## Work required
The word "AtomicBool" occurs in some lines of the data. Return each such line.

## Raw data
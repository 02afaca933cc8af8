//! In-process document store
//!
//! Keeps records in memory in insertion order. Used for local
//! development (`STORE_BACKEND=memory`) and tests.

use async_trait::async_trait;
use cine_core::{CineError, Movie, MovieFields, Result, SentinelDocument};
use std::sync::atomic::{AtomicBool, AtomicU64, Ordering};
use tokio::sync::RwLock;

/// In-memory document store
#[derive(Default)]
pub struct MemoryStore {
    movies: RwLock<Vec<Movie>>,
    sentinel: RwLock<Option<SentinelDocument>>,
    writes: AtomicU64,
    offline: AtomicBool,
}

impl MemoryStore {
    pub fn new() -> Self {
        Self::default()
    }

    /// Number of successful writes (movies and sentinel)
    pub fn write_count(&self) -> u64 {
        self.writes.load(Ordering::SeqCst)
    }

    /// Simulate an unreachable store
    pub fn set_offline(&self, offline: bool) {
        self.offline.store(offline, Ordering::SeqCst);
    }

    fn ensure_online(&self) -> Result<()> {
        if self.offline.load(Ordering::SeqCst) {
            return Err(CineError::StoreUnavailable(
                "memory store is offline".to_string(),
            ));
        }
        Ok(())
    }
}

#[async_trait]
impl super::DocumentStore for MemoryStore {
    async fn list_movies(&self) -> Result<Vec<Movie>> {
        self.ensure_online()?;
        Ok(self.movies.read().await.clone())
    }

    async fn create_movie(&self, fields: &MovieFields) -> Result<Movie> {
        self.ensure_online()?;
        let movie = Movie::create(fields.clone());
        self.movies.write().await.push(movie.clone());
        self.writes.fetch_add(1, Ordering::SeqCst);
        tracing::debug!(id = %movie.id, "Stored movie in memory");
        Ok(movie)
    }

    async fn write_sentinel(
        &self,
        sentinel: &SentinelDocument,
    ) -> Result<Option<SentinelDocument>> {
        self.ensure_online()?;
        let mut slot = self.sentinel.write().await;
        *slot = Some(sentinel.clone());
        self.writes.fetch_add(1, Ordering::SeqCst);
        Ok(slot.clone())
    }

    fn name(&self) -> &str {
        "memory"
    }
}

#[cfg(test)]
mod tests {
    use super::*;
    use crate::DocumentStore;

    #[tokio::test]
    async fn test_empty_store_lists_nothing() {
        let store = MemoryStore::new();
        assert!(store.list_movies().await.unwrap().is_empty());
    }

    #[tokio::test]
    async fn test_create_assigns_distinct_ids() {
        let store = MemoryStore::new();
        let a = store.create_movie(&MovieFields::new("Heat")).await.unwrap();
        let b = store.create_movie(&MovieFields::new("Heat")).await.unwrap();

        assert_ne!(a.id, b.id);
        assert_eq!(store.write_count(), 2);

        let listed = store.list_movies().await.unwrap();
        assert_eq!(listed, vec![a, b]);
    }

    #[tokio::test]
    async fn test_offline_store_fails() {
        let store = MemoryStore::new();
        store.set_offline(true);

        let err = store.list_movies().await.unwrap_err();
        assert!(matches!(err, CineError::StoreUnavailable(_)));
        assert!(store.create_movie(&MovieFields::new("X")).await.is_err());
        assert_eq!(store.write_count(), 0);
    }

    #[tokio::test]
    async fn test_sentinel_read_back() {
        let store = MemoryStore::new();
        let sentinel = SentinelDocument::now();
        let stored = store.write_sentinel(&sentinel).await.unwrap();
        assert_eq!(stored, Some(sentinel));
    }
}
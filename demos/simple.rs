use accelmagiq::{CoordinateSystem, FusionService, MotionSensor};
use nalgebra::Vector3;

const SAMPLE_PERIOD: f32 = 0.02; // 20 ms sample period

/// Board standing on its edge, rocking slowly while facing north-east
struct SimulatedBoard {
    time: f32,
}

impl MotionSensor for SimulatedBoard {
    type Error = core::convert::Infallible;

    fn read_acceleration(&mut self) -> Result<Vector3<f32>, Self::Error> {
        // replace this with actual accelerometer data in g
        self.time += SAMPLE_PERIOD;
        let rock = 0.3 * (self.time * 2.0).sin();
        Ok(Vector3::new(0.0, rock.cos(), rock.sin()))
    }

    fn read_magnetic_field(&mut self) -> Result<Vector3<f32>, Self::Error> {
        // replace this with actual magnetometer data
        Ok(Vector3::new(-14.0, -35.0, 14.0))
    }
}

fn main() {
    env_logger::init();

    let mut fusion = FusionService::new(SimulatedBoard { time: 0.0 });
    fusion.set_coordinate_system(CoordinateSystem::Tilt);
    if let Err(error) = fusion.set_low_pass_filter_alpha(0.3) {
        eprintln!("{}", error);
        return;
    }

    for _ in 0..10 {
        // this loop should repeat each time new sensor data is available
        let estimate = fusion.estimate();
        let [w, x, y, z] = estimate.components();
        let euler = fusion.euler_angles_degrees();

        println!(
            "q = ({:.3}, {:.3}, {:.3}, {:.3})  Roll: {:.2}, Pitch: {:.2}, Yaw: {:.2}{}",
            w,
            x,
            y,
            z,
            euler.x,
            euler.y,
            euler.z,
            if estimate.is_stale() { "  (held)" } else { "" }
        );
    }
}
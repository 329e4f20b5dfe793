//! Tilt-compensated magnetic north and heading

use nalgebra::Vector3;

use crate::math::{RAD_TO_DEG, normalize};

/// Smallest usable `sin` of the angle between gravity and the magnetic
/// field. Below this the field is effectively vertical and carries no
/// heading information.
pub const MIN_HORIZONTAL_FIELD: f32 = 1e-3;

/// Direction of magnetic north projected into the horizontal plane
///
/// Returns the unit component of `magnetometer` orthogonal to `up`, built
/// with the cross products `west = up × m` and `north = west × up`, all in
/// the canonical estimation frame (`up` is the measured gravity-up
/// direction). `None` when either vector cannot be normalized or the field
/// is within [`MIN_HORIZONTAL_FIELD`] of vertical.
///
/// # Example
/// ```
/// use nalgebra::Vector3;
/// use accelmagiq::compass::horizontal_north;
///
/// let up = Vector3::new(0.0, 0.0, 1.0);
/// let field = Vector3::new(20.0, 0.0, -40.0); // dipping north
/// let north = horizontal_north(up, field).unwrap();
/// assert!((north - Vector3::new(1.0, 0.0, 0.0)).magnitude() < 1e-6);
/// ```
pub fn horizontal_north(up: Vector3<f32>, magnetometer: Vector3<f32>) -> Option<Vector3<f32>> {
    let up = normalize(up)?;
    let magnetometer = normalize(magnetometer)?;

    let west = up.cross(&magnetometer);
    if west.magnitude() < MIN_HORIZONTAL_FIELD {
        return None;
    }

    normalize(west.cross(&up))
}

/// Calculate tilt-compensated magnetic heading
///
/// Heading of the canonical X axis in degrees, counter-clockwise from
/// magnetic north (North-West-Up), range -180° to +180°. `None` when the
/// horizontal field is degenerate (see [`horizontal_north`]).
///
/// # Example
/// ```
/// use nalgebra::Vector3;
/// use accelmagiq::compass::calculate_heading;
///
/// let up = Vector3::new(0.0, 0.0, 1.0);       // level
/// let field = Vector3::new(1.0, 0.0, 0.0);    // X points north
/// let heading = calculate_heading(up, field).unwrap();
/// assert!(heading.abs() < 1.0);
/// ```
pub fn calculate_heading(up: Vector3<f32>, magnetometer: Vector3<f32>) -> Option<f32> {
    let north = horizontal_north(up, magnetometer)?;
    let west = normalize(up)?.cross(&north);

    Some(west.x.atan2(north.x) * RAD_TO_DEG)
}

* * *

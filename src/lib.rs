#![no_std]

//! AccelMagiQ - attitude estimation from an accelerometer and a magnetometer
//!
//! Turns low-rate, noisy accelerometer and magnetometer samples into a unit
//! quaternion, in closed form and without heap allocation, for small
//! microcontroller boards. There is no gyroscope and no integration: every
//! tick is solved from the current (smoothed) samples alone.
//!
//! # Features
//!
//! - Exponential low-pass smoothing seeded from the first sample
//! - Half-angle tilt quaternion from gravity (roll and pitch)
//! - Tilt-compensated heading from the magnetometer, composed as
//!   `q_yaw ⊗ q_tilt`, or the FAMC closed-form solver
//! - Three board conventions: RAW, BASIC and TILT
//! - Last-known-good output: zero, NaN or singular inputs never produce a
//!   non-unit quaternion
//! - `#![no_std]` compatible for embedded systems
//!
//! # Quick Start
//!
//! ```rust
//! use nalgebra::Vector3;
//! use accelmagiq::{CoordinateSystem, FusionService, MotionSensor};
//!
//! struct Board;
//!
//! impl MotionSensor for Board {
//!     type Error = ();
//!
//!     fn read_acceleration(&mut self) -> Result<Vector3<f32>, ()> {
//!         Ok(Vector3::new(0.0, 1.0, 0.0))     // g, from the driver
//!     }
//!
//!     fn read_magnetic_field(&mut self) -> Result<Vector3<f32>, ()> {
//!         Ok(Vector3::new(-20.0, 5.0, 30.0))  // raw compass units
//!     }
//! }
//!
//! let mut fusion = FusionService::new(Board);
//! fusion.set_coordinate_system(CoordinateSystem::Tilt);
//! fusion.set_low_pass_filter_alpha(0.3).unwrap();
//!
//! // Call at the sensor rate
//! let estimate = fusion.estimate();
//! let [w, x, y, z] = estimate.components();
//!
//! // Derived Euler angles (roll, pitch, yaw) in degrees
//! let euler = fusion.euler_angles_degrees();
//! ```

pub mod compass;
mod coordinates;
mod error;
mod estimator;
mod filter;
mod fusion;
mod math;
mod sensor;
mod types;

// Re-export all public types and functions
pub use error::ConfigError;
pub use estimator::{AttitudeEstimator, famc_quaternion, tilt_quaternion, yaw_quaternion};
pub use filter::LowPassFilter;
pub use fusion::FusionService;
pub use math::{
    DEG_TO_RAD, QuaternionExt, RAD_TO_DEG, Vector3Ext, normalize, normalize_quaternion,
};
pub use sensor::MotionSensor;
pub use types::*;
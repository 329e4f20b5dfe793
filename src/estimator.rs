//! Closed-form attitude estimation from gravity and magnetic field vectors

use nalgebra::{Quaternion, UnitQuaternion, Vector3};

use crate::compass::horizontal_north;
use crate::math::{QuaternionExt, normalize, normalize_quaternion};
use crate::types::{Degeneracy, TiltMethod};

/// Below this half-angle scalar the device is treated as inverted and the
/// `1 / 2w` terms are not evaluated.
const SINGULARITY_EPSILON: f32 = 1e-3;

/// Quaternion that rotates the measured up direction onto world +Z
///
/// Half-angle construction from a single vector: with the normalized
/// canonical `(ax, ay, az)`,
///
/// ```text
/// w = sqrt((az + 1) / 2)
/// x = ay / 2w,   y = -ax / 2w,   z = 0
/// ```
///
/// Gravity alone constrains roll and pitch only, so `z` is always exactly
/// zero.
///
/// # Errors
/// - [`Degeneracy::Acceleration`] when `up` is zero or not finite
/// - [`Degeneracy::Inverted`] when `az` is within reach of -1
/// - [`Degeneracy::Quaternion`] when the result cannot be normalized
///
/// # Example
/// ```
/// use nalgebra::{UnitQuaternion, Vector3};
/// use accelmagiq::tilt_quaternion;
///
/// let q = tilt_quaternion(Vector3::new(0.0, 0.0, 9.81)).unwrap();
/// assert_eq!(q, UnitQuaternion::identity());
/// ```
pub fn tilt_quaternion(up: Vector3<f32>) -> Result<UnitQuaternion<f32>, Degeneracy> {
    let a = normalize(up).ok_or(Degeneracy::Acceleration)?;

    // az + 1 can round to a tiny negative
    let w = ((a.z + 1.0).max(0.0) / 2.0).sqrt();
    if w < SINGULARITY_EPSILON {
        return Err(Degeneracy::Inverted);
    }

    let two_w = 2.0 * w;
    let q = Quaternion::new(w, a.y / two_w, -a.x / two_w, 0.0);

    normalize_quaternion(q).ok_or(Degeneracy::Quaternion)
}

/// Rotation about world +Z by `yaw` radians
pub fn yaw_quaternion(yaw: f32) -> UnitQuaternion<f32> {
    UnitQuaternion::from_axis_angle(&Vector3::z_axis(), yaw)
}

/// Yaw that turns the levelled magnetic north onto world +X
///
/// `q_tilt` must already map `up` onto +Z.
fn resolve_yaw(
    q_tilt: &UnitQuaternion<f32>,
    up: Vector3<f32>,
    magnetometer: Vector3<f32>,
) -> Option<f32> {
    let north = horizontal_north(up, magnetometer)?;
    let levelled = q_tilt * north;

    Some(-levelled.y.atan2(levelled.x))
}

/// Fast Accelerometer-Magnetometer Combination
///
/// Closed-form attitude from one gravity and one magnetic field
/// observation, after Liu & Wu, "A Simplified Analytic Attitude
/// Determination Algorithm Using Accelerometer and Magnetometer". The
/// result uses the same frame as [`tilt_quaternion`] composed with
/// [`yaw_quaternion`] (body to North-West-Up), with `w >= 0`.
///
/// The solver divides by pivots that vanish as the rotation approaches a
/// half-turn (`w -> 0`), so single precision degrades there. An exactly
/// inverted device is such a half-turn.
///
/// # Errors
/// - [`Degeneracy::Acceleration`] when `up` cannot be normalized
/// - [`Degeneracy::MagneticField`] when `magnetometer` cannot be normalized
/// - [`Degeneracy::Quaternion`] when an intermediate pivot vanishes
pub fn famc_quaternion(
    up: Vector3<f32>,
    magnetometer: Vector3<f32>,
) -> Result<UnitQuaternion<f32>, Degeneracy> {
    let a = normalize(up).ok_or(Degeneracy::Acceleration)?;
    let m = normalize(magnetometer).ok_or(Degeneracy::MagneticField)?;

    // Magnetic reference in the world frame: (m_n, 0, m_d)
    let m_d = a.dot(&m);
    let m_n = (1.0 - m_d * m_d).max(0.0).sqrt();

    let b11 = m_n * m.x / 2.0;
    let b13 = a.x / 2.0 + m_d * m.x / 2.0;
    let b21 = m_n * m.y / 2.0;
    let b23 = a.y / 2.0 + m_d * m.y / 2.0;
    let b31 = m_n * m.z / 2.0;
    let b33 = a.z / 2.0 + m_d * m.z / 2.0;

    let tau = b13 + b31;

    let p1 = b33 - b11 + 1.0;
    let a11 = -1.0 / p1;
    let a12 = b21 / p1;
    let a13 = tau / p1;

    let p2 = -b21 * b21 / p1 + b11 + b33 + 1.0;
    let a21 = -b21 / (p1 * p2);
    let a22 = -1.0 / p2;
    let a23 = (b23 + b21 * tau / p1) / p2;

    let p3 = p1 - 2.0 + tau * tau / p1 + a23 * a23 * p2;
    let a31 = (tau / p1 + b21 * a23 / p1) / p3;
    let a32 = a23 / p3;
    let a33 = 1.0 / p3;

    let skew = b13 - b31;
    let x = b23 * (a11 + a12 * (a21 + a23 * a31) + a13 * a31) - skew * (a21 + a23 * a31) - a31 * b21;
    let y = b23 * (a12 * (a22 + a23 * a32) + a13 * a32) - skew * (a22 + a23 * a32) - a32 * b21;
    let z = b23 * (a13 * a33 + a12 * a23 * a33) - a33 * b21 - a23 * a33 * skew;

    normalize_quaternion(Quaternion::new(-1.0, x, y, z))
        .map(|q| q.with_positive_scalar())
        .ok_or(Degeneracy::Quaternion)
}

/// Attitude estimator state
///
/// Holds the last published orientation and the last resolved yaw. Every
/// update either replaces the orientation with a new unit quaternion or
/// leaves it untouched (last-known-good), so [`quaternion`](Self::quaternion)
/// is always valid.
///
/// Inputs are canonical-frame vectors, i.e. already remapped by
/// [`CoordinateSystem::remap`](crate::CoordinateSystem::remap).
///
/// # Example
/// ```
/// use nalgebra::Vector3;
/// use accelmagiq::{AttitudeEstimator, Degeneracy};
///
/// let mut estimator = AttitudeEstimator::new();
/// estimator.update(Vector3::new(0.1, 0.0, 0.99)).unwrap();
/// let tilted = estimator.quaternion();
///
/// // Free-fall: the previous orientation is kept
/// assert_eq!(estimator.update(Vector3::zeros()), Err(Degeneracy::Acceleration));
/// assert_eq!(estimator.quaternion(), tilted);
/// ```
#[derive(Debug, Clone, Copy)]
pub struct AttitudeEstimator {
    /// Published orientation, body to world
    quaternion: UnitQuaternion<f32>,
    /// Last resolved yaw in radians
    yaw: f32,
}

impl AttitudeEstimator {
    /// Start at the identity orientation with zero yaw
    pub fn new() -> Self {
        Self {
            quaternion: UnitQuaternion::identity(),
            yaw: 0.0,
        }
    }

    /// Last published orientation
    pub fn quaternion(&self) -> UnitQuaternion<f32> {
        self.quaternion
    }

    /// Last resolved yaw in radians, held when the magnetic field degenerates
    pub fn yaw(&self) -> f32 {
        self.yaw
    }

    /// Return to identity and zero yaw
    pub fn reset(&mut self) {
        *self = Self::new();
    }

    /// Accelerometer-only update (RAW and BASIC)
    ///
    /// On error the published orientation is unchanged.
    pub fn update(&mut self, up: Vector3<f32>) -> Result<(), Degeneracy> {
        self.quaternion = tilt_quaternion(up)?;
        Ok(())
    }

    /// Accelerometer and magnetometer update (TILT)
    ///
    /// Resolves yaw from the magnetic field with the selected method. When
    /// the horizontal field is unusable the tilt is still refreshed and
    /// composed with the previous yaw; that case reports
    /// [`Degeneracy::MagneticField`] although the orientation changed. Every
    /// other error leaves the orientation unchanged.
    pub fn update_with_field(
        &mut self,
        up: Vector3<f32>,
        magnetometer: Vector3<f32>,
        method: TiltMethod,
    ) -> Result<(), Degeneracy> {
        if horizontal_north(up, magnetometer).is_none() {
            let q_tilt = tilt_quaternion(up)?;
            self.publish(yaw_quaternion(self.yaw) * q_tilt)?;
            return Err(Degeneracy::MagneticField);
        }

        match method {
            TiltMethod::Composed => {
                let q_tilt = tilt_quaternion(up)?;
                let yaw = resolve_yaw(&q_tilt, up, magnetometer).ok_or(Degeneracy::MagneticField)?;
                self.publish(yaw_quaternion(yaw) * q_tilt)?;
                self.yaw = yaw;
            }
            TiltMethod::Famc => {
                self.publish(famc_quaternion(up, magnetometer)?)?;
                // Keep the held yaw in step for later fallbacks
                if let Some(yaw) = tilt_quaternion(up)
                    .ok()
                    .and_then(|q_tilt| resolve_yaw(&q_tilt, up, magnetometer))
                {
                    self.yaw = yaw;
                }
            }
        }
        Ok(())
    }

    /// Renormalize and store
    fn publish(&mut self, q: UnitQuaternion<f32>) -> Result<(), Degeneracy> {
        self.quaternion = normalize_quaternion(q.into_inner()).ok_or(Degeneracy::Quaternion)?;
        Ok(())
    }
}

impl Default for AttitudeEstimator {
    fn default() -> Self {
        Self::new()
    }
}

==

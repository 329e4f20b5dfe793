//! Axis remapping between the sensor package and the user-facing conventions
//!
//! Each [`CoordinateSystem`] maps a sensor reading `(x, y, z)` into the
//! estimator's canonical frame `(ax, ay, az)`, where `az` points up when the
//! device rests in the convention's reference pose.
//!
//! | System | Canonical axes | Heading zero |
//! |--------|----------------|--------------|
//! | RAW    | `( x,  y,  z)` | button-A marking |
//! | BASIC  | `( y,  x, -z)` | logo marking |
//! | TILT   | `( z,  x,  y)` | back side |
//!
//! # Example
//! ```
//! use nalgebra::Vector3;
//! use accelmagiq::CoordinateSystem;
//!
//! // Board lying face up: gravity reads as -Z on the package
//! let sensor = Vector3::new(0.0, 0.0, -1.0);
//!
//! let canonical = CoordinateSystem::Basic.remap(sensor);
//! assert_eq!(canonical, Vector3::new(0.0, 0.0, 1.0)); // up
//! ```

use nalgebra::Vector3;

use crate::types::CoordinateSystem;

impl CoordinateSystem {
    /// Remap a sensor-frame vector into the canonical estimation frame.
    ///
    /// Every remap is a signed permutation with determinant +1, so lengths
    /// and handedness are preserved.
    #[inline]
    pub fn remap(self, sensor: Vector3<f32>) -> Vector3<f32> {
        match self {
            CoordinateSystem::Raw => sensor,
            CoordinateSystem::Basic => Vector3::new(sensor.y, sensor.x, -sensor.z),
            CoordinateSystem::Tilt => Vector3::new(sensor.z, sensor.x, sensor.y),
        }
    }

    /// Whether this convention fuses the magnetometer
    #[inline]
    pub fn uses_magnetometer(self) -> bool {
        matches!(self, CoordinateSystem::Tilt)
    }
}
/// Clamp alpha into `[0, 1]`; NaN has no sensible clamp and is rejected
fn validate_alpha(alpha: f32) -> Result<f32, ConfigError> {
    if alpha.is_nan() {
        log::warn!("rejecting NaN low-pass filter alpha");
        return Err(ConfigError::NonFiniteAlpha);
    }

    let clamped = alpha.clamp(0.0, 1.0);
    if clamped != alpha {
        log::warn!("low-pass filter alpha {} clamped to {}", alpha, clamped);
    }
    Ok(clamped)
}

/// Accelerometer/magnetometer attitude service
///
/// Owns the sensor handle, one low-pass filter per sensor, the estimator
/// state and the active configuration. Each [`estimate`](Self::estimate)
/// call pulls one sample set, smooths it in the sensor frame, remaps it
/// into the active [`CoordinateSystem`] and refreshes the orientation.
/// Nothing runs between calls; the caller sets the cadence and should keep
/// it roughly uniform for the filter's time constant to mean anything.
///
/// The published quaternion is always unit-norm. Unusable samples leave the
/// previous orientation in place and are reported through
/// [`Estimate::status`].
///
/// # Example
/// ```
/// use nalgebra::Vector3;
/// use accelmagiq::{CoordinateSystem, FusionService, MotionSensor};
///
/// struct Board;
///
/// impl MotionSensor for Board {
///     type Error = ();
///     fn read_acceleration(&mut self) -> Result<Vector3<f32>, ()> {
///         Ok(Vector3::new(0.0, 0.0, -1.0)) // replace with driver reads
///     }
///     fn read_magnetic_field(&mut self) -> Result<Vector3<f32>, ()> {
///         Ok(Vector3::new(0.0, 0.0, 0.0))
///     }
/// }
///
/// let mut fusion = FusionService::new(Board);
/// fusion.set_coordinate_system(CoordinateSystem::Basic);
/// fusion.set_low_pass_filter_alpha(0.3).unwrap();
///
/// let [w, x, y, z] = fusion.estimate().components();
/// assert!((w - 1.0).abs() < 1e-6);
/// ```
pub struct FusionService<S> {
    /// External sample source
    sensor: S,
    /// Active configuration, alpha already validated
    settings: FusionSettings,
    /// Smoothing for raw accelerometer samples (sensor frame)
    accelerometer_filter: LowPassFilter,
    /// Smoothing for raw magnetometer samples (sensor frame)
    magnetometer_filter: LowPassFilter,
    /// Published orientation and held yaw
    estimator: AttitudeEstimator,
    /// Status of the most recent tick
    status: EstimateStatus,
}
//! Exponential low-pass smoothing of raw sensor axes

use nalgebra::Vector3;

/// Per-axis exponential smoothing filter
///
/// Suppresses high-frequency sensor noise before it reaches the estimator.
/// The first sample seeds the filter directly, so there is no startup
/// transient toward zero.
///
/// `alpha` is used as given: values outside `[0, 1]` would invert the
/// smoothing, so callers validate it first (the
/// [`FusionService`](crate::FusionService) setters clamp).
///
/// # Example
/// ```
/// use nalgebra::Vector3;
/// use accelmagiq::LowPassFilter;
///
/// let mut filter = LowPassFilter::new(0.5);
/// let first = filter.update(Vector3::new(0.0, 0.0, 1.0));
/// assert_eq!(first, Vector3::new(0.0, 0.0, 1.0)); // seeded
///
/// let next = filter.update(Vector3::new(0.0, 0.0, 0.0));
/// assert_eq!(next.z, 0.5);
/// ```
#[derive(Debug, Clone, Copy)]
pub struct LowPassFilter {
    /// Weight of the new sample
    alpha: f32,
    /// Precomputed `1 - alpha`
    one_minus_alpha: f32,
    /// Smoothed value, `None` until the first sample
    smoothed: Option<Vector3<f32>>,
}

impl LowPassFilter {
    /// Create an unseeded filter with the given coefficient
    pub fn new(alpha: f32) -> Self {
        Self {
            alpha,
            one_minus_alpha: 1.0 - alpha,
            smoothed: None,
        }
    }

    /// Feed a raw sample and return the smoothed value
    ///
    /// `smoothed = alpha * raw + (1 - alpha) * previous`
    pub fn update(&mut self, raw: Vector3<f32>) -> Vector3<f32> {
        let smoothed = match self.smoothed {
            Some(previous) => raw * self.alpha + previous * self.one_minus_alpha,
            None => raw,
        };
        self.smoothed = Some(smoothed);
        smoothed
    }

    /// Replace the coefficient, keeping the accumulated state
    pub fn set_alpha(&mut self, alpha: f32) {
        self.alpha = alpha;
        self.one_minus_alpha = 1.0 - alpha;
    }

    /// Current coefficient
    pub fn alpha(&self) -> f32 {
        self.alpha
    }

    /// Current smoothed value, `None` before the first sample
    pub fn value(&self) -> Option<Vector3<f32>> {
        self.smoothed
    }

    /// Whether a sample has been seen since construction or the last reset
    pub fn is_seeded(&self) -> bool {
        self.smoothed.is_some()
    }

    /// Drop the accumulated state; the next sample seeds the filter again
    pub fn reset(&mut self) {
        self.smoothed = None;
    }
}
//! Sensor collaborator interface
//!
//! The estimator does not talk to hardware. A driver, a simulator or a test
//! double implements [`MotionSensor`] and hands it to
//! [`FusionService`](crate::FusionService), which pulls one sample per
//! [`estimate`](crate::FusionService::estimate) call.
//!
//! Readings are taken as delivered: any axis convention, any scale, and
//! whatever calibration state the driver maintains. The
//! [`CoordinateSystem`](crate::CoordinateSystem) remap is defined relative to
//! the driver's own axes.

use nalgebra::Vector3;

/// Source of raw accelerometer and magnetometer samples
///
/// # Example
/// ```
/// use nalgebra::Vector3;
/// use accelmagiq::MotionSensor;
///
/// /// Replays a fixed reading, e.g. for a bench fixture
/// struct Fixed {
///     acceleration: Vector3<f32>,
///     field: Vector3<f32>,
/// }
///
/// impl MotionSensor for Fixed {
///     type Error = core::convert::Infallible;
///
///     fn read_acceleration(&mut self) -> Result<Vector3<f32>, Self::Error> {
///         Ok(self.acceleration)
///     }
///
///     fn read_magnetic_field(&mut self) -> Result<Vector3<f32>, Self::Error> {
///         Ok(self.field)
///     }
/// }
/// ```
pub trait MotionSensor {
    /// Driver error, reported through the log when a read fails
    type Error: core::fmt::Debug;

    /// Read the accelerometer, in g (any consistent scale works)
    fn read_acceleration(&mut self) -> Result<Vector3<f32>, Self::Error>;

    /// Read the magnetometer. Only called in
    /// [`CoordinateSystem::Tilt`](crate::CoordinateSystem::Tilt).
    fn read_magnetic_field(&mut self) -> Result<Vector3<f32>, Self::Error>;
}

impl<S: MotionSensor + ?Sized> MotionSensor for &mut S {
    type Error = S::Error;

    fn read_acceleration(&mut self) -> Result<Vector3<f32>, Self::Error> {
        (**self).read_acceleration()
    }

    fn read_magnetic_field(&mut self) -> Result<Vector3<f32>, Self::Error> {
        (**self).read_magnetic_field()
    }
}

## Worked solution
use std::sync::atomic::{AtomicBool, AtomicU64, Ordering};
    offline: AtomicBool,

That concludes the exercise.